目前,七甲川花菁染料在肿瘤诊疗领域被广泛研究应用于肿瘤诊断、化疗、光动力疗法及光热治疗。七甲川花菁染料本身具有较低的细胞暗毒性,因此,在化疗研究中,花菁分子常作为化疗药物递送系统中的指示剂或者通过光热或者光动力治疗发挥作用。Shi课题组报道了系列苯环、多碳链、羧基等修饰的七甲川花菁化合物通过光热光动力原理治疗肿瘤的研究,该系列化合物与本发明的化合物修饰结构不同,且本申请的化合物Cy7-Cl未通过光热、光动力作用即可诱导结直肠癌细胞凋亡。Ja-Hyoung Ryu课题组通过多碳链修饰的七甲川花菁化合物和透明质酸组装获得一种应用光动力治疗肿瘤的高分子材料。然而,纳米材料类的多功能光敏剂将面临很多难题,比如稳定地大规模制备工艺、大部分被吸收和滞留在网状内皮组织器官、长期毒性等,导致大部分纳米材料类的多功能光敏剂还停留在早期开发阶段。

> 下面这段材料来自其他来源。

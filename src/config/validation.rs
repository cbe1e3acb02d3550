//! Configuration validation.
//!
//! # Responsibilities
//! - Semantic validation (serde handles syntactic)
//! - Validate value ranges (window > 0, backlog > 0, buffer fits the sentinel)
//! - Check addresses parse before any socket is opened
//!
//! # Design Decisions
//! - Returns all validation errors, not just first
//! - Validation is pure function: WatchdogConfig → Result<(), Vec<ValidationError>>
//! - Runs before config is accepted into the system

use std::net::{Ipv4Addr, SocketAddr};

use crate::config::schema::WatchdogConfig;
use crate::monitor::heartbeat::HEARTBEAT_SENTINEL;

/// A single semantic problem found in a configuration.
#[derive(Debug, Clone, PartialEq, Eq, thiserror::Error)]
pub enum ValidationError {
    #[error("listener.bind_address '{0}' is not an IPv4 address")]
    BindAddress(String),

    #[error("listener.backlog must be greater than zero")]
    Backlog,

    #[error("monitor.window_ms must be greater than zero")]
    Window,

    #[error("monitor.buffer_size {actual} is smaller than the heartbeat sentinel ({required} bytes)")]
    BufferSize { actual: usize, required: usize },

    #[error("observability.metrics_address '{0}' is not a socket address")]
    MetricsAddress(String),
}

/// Check a configuration, collecting every violation.
pub fn validate_config(config: &WatchdogConfig) -> Result<(), Vec<ValidationError>> {
    let mut errors = Vec::new();

    if config.listener.bind_address.parse::<Ipv4Addr>().is_err() {
        errors.push(ValidationError::BindAddress(
            config.listener.bind_address.clone(),
        ));
    }

    if config.listener.backlog == 0 {
        errors.push(ValidationError::Backlog);
    }

    if config.monitor.window_ms == 0 {
        errors.push(ValidationError::Window);
    }

    if config.monitor.buffer_size < HEARTBEAT_SENTINEL.len() {
        errors.push(ValidationError::BufferSize {
            actual: config.monitor.buffer_size,
            required: HEARTBEAT_SENTINEL.len(),
        });
    }

    if config.observability.metrics_enabled
        && config
            .observability
            .metrics_address
            .parse::<SocketAddr>()
            .is_err()
    {
        errors.push(ValidationError::MetricsAddress(
            config.observability.metrics_address.clone(),
        ));
    }

    if errors.is_empty() {
        Ok(())
    } else {
        Err(errors)
    }
}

因此,开发不依赖于纳米高分子材料、也不需要复杂的化学连接,而是基于本身化学结构内在多功能特性的化学小分子类七甲川花菁化合物,可望避免上述问题,大大提高临床转化应用的潜力,推进和扩大肿瘤光学治疗的前景。
发明内容
针对现有技术存在的问题,本发明提供一种新型花菁染料Cy7-Cl,及其作为药物的新用途,具体为Cy7-Cl在制备抗结肠癌药物中的应用。
为实现上述目的,本发明采用如下技术方案:所述Cy7-Cl的化学结构如下所示:
其相关性质如下:
化学名称:1,7-二[N-(3,5-二(2-(2-甲氧乙氧基)乙氧基)乙氧基)苄基-3,3-二甲基-3H-吲哚]-4-氯-3,5-环己烯基三碳菁溴化盐染料,简称Cy7-Cl。
分子式:C72H100O16N2ClBr;分子量:1364.9257;检测方式:1HNMR,13C NMR,HRMS;性状:本品为淡蓝色粉末;来源:本实验室合成。药理性质:不溶于水,溶于DMSO。
进一步的,所述Cy7-Cl抑制结直肠癌细胞作用浓度范围为0.04875-6.25μM。
本发明提供了一种体外抑制结直肠癌细胞活力的方法,其将Cy7-Cl加入肿瘤细胞的培养液中,加入Cy7-Cl的终浓度分别为0.04875μM、0.0975μM、0.195μM、0.39μM、0.78μM、1.56μM、3.12μM、6.25μM。
流式细胞术和荧光显微镜结果显示,Cy7-Cl诱导结直肠癌HCT116细胞、SW480细胞产生活性氧,其将Cy7-Cl加入肿瘤细胞的培养液中,加入Cy7-Cl的终浓度分别为0.195μM、0.78μM、3.12μM;激光共聚焦结果显示,Cy7-Cl定位到线粒体中。因此,本发明公开了一种定位到线粒体的方法,其将Cy7-Cl加入肿瘤细胞的培养液中,加入Cy7-Cl的终浓度为0.78μM。
本发明还提供了一种体外诱导结直肠癌细胞凋亡的方法,其将Cy7-Cl加入肿瘤细胞的培养液中,加入Cy7-Cl的终浓度分别为0.195μM、0.78μM、3.12μM。
本发明所述直肠癌细胞可以是结直肠癌HCT116细胞、SW480细胞。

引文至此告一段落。